Hay otros ejemplos de reconocimiento en actuaciones de hermanos, que se pueden ver en mayor, en las capitales de las columnas del interior y en los arcos de la fachada. Los hermanos pescadores, también tenían llaves y pudieron celebrar reuniones en el interior. Cuando el año 1328, terminó la construcción del templo, la fuerza de trabajo proporcionada, tanto marina, como pescadores era casi tan importante como la de «bastaixadors» (portadores de tiros o rocas)

Más tarde, en 1753 se colocó la primera piedra de lo que sería el barrio de la Barceloneta, cuya construcción se encontraba el templo de San Miguel del puerto, que se convertiría en sede oficial de las reuniones del gremio de pescadores que se movían en la sacristía. El templo ofició la primera ceremonia a finales de septiembre de 1755, poco antes de que se abriera el barrio según lo establecido, que fue en el mes siguiente, octubre 1755.

Durante el reinado de Carlos III, en 1772, se instaló la primera linterna en el puerto, la actual torre del reloj (Torre del reloj), que fue una novedad para la navegación de la época, para ser uno de los primeros en el Mediterráneo a partir de ahí, girando el símbolo clave, que identifica tanto el barrio como el puerto pesquero.

Durante la edad moderna, las instituciones sindicales sufrieron serios cambios en su régimen de autonomía y privilegios, debido a cambios políticos y gobiernos que estaban ocurriendo. Entre los años 1700 y 1800, la actividad pesquera de Barcelona, se dividió en tres gremios: el gremio de pescadores, el gremio de marineros y la Asociación de «maestro carpintero» (constructores de barcos).

Los bienes del gremio de pescadores se limitaron a tres chozas en la playa, que constituían su cuartel general.

El gremio tenía una hermandad, que ha encargado los temas de salud, que, es económicamente nutria de las contribuciones de sus miembros en forma de cuotas, aplicadas a las ventas de pescado hechas. Los fondos recaudados se utilizaron para atender a los pescadores enfermos. Incluso estableciendo los primeros precedentes de lo que más tarde serían las pensiones de jubilación, ya que los pescadores debido a su avanzada edad, no podían ejercer su profesión, perciben una pensión derivada de las contribuciones realizadas a la otros miembros de la organización están activos. También las viudas y los niños menores que reciben ayuda financiera de este fondo.

Más tarde el rey Fernando VII en 1827, se limitó con un orden real, las funciones de los gremios pesqueros y despojado de sus privilegios, iniciando la decadencia de estas asociaciones.

El «sedimento de los pescadores», nuevo nombre del grupo, era promover la creación de cajas de crédito y de instituciones de gestión, la amplitud de los servicios pagados en «Fallout», se convirtió en avanzadilla de lo que entonces se generalizó en el resto de los gremios Ciudad, que condujo al llamado «movimiento cooperativista», un gran exponente del espíritu que marcó el comienzo del siglo XX.
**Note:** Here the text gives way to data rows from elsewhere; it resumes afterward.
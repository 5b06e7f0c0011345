//! In-memory transport for tests and examples.
//!
//! Captures every sent message on an mpsc channel so a test can play the
//! registrar/peer role, and can be switched into a failing mode to
//! exercise the transport-error outcome.

use std::sync::atomic::{AtomicBool, Ordering};

use async_trait::async_trait;
use tokio::sync::mpsc;

use sipline_sip_core::Message;

use super::{SipTransport, TransportError};

/// A channel-backed transport double.
pub struct MockTransport {
    sent_tx: mpsc::UnboundedSender<Message>,
    reliable: bool,
    failing: AtomicBool,
}

impl MockTransport {
    /// Build a mock plus the receiver a test reads sent messages from.
    pub fn new(reliable: bool) -> (Self, mpsc::UnboundedReceiver<Message>) {
        let (sent_tx, sent_rx) = mpsc::unbounded_channel();
        (
            MockTransport { sent_tx, reliable, failing: AtomicBool::new(false) },
            sent_rx,
        )
    }

    /// Make every subsequent send fail.
    pub fn fail_sends(&self, failing: bool) {
        self.failing.store(failing, Ordering::SeqCst);
    }
}

#[async_trait]
impl SipTransport for MockTransport {
    async fn send_message(&self, message: Message) -> Result<(), TransportError> {
        if self.failing.load(Ordering::SeqCst) {
            return Err(TransportError("mock transport set to fail".to_string()));
        }
        self.sent_tx
            .send(message)
            .map_err(|_| TransportError("mock receiver dropped".to_string()))
    }

    fn is_reliable(&self) -> bool {
        self.reliable
    }
}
La guerra civil española, y sobre todo los bombardeos centrados en el puerto de Barcelona, acabaron con una parte sustancial de la flota pesquera, la recuperación en el largo período de depresión y la pobreza sufrida por la ciudad acabó con la guerra, fue un ejemplo de conos recurso y tenacidad.

General Franco, consciente del valor estratégico del sector pesquero en España, las asociaciones comerciales institucionalizadas, y a partir del año 1943 fue obligatoria para todos los pescadores y armador de barcos pesqueros, se unen a los gremios de pescadores, inevitablemente vinculados a la iglesia y al sindicato vertical.

No fue sino hasta el año 1945 cuando se creó la actual asociación de pescadores de Barcelona, sus fundadores fueron los pescadores del puerto de Barcelona, que construyeron un edificio social a través de la colección popular, este edificio fue construido en el actual Passeig Joan de Borbó, no. 54 (antes paseo nacional), convirtiéndose desde entonces a sus jefaturas, oficinas y administración.

A pesar de las vicisitudes de la historia, y después de los siglos desde la creación de la primera asociación de pescadores, su espíritu prevalece, por supuesto, adaptado a la actualidad, ahora la Asociación de pescadores de Barcelona, como el resto de gremios de Los pescadores catalanes, se encuentran bajo el Reglamento de la dirección general de pesca de la Generalitat de Catalunya, y regulados por la ley 22/2002 de 12 de julio.